[Items from a dataset]

§ §

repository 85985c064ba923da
//! Concrete adapter implementations for ports.

pub mod csv_adapter;
pub mod file_config_adapter;
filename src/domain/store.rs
//! In-memory OHLC snapshot, loaded once and read-only afterwards.

use crate::domain::error::TiercastError;
use crate::domain::ohlcv::{PriceBar, SeriesSlice};
use crate::domain::synthetic::{self, SyntheticConfig};
use crate::ports::data_port::DataPort;
use chrono::NaiveDate;
use serde::Serialize;
use std::collections::BTreeMap;
use std::collections::btree_map::Entry;
use std::fmt;
use std::sync::OnceLock;
use tracing::{info, warn};

/// Where the loaded snapshot came from.
#[derive(Debug, Clone, PartialEq, Eq, Serialize)]
#[serde(rename_all = "lowercase")]
pub enum DataSource {
    File(String),
    Synthetic,
}

impl fmt::Display for DataSource {
    fn fmt(&self, f: &mut fmt::Formatter<'_>) -> fmt::Result {
        match self {
            DataSource::File(path) => write!(f, "file {}", path),
            DataSource::Synthetic => f.write_str("synthetic"),
        }
    }
}

#[derive(Debug, Clone, PartialEq, Eq, Serialize)]
pub struct LoadSummary {
    pub source: DataSource,
    pub symbols: usize,
    pub bars: usize,
}

/// First date, last date and bar count for one symbol.
#[derive(Debug, Clone, PartialEq, Eq, Serialize)]
pub struct DataRange {
    pub symbol: String,
    pub first_date: NaiveDate,
    pub last_date: NaiveDate,
    pub bar_count: usize,
}

#[derive(Debug)]
struct Snapshot {
    source: DataSource,
    // each series is non-empty and strictly increasing by date
    series: BTreeMap<String, Vec<PriceBar>>,
}

impl Snapshot {
    fn build(source: DataSource, rows: Vec<PriceBar>) -> Result<Self, TiercastError> {
        let mut series: BTreeMap<String, Vec<PriceBar>> = BTreeMap::new();
        for bar in rows {
            bar.check()
                .map_err(|reason| TiercastError::DataLoad { reason })?;
            match series.entry(bar.symbol.clone()) {
                Entry::Occupied(mut e) => e.get_mut().push(bar),
                Entry::Vacant(e) => {
                    e.insert(vec![bar]);
                }
            }
        }

        for (symbol, bars) in series.iter_mut() {
            bars.sort_by_key(|b| b.date);
            if let Some(dup) = bars.windows(2).find(|w| w[0].date == w[1].date) {
                return Err(TiercastError::DataLoad {
                    reason: format!("duplicate bar for {} on {}", symbol, dup[0].date),
                });
            }
        }

        Ok(Self { source, series })
    }

    fn bar_count(&self) -> usize {
        self.series.values().map(Vec::len).sum()
    }

    fn series(&self, symbol: &str) -> Result<&[PriceBar], TiercastError> {
        self.series
            .get(symbol)
            .map(Vec::as_slice)
            .ok_or_else(|| TiercastError::SymbolNotFound {
                symbol: symbol.to_string(),
            })
    }
}

/// Shared, read-only store of daily bars per symbol.
///
/// Starts empty. `load` fills it exactly once; every read before that fails
/// with `NotLoaded`. After loading, any number of threads may read it through
/// `&TimeSeriesStore` without locking.
#[derive(Debug, Default)]
pub struct TimeSeriesStore {
    snapshot: OnceLock<Snapshot>,
}

impl TimeSeriesStore {
    pub fn new() -> Self {
        Self::default()
    }

    /// Populate the store from `port`. An absent source falls back to the
    /// synthetic dataset generated for `today`.
    pub fn load(
        &self,
        port: &dyn DataPort,
        synthetic_config: SyntheticConfig,
        today: NaiveDate,
    ) -> Result<LoadSummary, TiercastError> {
        if self.is_loaded() {
            return Err(already_loaded());
        }

        let (source, rows) = match port.load_bars()? {
            Some(rows) => (DataSource::File(port.describe()), rows),
            None => {
                warn!(
                    source = %port.describe(),
                    seed = synthetic_config.seed,
                    "dataset not found, generating synthetic data"
                );
                (
                    DataSource::Synthetic,
                    synthetic::generate(today, synthetic_config),
                )
            }
        };

        let snapshot = Snapshot::build(source, rows)?;
        let summary = LoadSummary {
            source: snapshot.source.clone(),
            symbols: snapshot.series.len(),
            bars: snapshot.bar_count(),
        };
        self.snapshot.set(snapshot).map_err(|_| already_loaded())?;

        info!(
            source = %summary.source,
            symbols = summary.symbols,
            bars = summary.bars,
            "stock data loaded"
        );
        Ok(summary)
    }

    pub fn is_loaded(&self) -> bool {
        self.snapshot.get().is_some()
    }

    pub fn source(&self) -> Result<&DataSource, TiercastError> {
        Ok(&self.snapshot()?.source)
    }

    /// Sorted, deduplicated symbol list.
    pub fn list_symbols(&self) -> Result<Vec<String>, TiercastError> {
        Ok(self.snapshot()?.series.keys().cloned().collect())
    }

    pub fn contains(&self, symbol: &str) -> Result<bool, TiercastError> {
        Ok(self.snapshot()?.series.contains_key(symbol))
    }

    /// Bars for `symbol` with `start <= date <= end`, ascending. An unknown
    /// symbol is an error; a known symbol with no bars in range is not.
    pub fn query_slice(
        &self,
        symbol: &str,
        start: NaiveDate,
        end: NaiveDate,
    ) -> Result<SeriesSlice, TiercastError> {
        let bars = self.snapshot()?.series(symbol)?;
        let lo = bars.partition_point(|b| b.date < start);
        let hi = bars.partition_point(|b| b.date <= end).max(lo);
        Ok(SeriesSlice::new(symbol, bars[lo..hi].to_vec()))
    }

    pub fn data_range(&self, symbol: &str) -> Result<DataRange, TiercastError> {
        let bars = self.snapshot()?.series(symbol)?;
        match (bars.first(), bars.last()) {
            (Some(first), Some(last)) => Ok(DataRange {
                symbol: symbol.to_string(),
                first_date: first.date,
                last_date: last.date,
                bar_count: bars.len(),
            }),
            _ => Err(TiercastError::DataRetrieval {
                reason: format!("no bars stored for {}", symbol),
            }),
        }
    }

    fn snapshot(&self) -> Result<&Snapshot, TiercastError> {
        self.snapshot.get().ok_or(TiercastError::NotLoaded)
    }
}

fn already_loaded() -> TiercastError {
    TiercastError::DataLoad {
        reason: "store already loaded".to_string(),
    }
}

§ §

To do –
Set down the entries again exactly as they are.

Task response –
repository 85985c064ba923da
//! Concrete adapter implementations for ports.

pub mod csv_adapter;
pub mod file_config_adapter;
filename src/domain/store.rs
//! In-memory OHLC snapshot, loaded once and read-only afterwards.

use crate::domain::error::TiercastError;
use crate::domain::ohlcv::{PriceBar, SeriesSlice};
use crate::domain::synthetic::{self, SyntheticConfig};
use crate::ports::data_port::DataPort;
use chrono::NaiveDate;
use serde::Serialize;
use std::collections::BTreeMap;
use std::collections::btree_map::Entry;
use std::fmt;
use std::sync::OnceLock;
use tracing::{info, warn};

/// Where the loaded snapshot came from.
#[derive(Debug, Clone, PartialEq, Eq, Serialize)]
#[serde(rename_all = "lowercase")]
pub enum DataSource {
    File(String),
    Synthetic,
}

impl fmt::Display for DataSource {
    fn fmt(&self, f: &mut fmt::Formatter<'_>) -> fmt::Result {
        match self {
            DataSource::File(path) => write!(f, "file {}", path),
            DataSource::Synthetic => f.write_str("synthetic"),
        }
    }
}

#[derive(Debug, Clone, PartialEq, Eq, Serialize)]
pub struct LoadSummary {
    pub source: DataSource,
    pub symbols: usize,
    pub bars: usize,
}

/// First date, last date and bar count for one symbol.
#[derive(Debug, Clone, PartialEq, Eq, Serialize)]
pub struct DataRange {
    pub symbol: String,
    pub first_date: NaiveDate,
    pub last_date: NaiveDate,
    pub bar_count: usize,
}

#[derive(Debug)]
struct Snapshot {
    source: DataSource,
    // each series is non-empty and strictly increasing by date
    series: BTreeMap<String, Vec<PriceBar>>,
}

impl Snapshot {
    fn build(source: DataSource, rows: Vec<PriceBar>) -> Result<Self, TiercastError> {
        let mut series: BTreeMap<String, Vec<PriceBar>> = BTreeMap::new();
        for bar in rows {
            bar.check()
                .map_err(|reason| TiercastError::DataLoad { reason })?;
            match series.entry(bar.symbol.clone()) {
                Entry::Occupied(mut e) => e.get_mut().push(bar),
                Entry::Vacant(e) => {
                    e.insert(vec![bar]);
                }
            }
        }

        for (symbol, bars) in series.iter_mut() {
            bars.sort_by_key(|b| b.date);
            if let Some(dup) = bars.windows(2).find(|w| w[0].date == w[1].date) {
                return Err(TiercastError::DataLoad {
                    reason: format!("duplicate bar for {} on {}", symbol, dup[0].date),
                });
            }
        }

        Ok(Self { source, series })
    }

    fn bar_count(&self) -> usize {
        self.series.values().map(Vec::len).sum()
    }

    fn series(&self, symbol: &str) -> Result<&[PriceBar], TiercastError> {
        self.series
            .get(symbol)
            .map(Vec::as_slice)
            .ok_or_else(|| TiercastError::SymbolNotFound {
                symbol: symbol.to_string(),
            })
    }
}

/// Shared, read-only store of daily bars per symbol.
///
/// Starts empty. `load` fills it exactly once; every read before that fails
/// with `NotLoaded`. After loading, any number of threads may read it through
/// `&TimeSeriesStore` without locking.
#[derive(Debug, Default)]
pub struct TimeSeriesStore {
    snapshot: OnceLock<Snapshot>,
}

impl TimeSeriesStore {
    pub fn new() -> Self {
        Self::default()
    }

    /// Populate the store from `port`. An absent source falls back to the
    /// synthetic dataset generated for `today`.
    pub fn load(
        &self,
        port: &dyn DataPort,
        synthetic_config: SyntheticConfig,
        today: NaiveDate,
    ) -> Result<LoadSummary, TiercastError> {
        if self.is_loaded() {
            return Err(already_loaded());
        }

        let (source, rows) = match port.load_bars()? {
            Some(rows) => (DataSource::File(port.describe()), rows),
            None => {
                warn!(
                    source = %port.describe(),
                    seed = synthetic_config.seed,
                    "dataset not found, generating synthetic data"
                );
                (
                    DataSource::Synthetic,
                    synthetic::generate(today, synthetic_config),
                )
            }
        };

        let snapshot = Snapshot::build(source, rows)?;
        let summary = LoadSummary {
            source: snapshot.source.clone(),
            symbols: snapshot.series.len(),
            bars: snapshot.bar_count(),
        };
        self.snapshot.set(snapshot).map_err(|_| already_loaded())?;

        info!(
            source = %summary.source,
            symbols = summary.symbols,
            bars = summary.bars,
            "stock data loaded"
        );
        Ok(summary)
    }

    pub fn is_loaded(&self) -> bool {
        self.snapshot.get().is_some()
    }

    pub fn source(&self) -> Result<&DataSource, TiercastError> {
        Ok(&self.snapshot()?.source)
    }

    /// Sorted, deduplicated symbol list.
    pub fn list_symbols(&self) -> Result<Vec<String>, TiercastError> {
        Ok(self.snapshot()?.series.keys().cloned().collect())
    }

    pub fn contains(&self, symbol: &str) -> Result<bool, TiercastError> {
        Ok(self.snapshot()?.series.contains_key(symbol))
    }

    /// Bars for `symbol` with `start <= date <= end`, ascending. An unknown
    /// symbol is an error; a known symbol with no bars in range is not.
    pub fn query_slice(
        &self,
        symbol: &str,
        start: NaiveDate,
        end: NaiveDate,
    ) -> Result<SeriesSlice, TiercastError> {
        let bars = self.snapshot()?.series(symbol)?;
        let lo = bars.partition_point(|b| b.date < start);
        let hi = bars.partition_point(|b| b.date <= end).max(lo);
        Ok(SeriesSlice::new(symbol, bars[lo..hi].to_vec()))
    }

    pub fn data_range(&self, symbol: &str) -> Result<DataRange, TiercastError> {
        let bars = self.snapshot()?.series(symbol)?;
        match (bars.first(), bars.last()) {
            (Some(first), Some(last)) => Ok(DataRange {
                symbol: symbol.to_string(),
                first_date: first.date,
                last_date: last.date,
                bar_count: bars.len(),
            }),
            _ => Err(TiercastError::DataRetrieval {
                reason: format!("no bars stored for {}", symbol),
            }),
        }
    }

    fn snapshot(&self) -> Result<&Snapshot, TiercastError> {
        self.snapshot.get().ok_or(TiercastError::NotLoaded)
    }
}

fn already_loaded() -> TiercastError {
    TiercastError::DataLoad {
        reason: "store already loaded".to_string(),
    }
}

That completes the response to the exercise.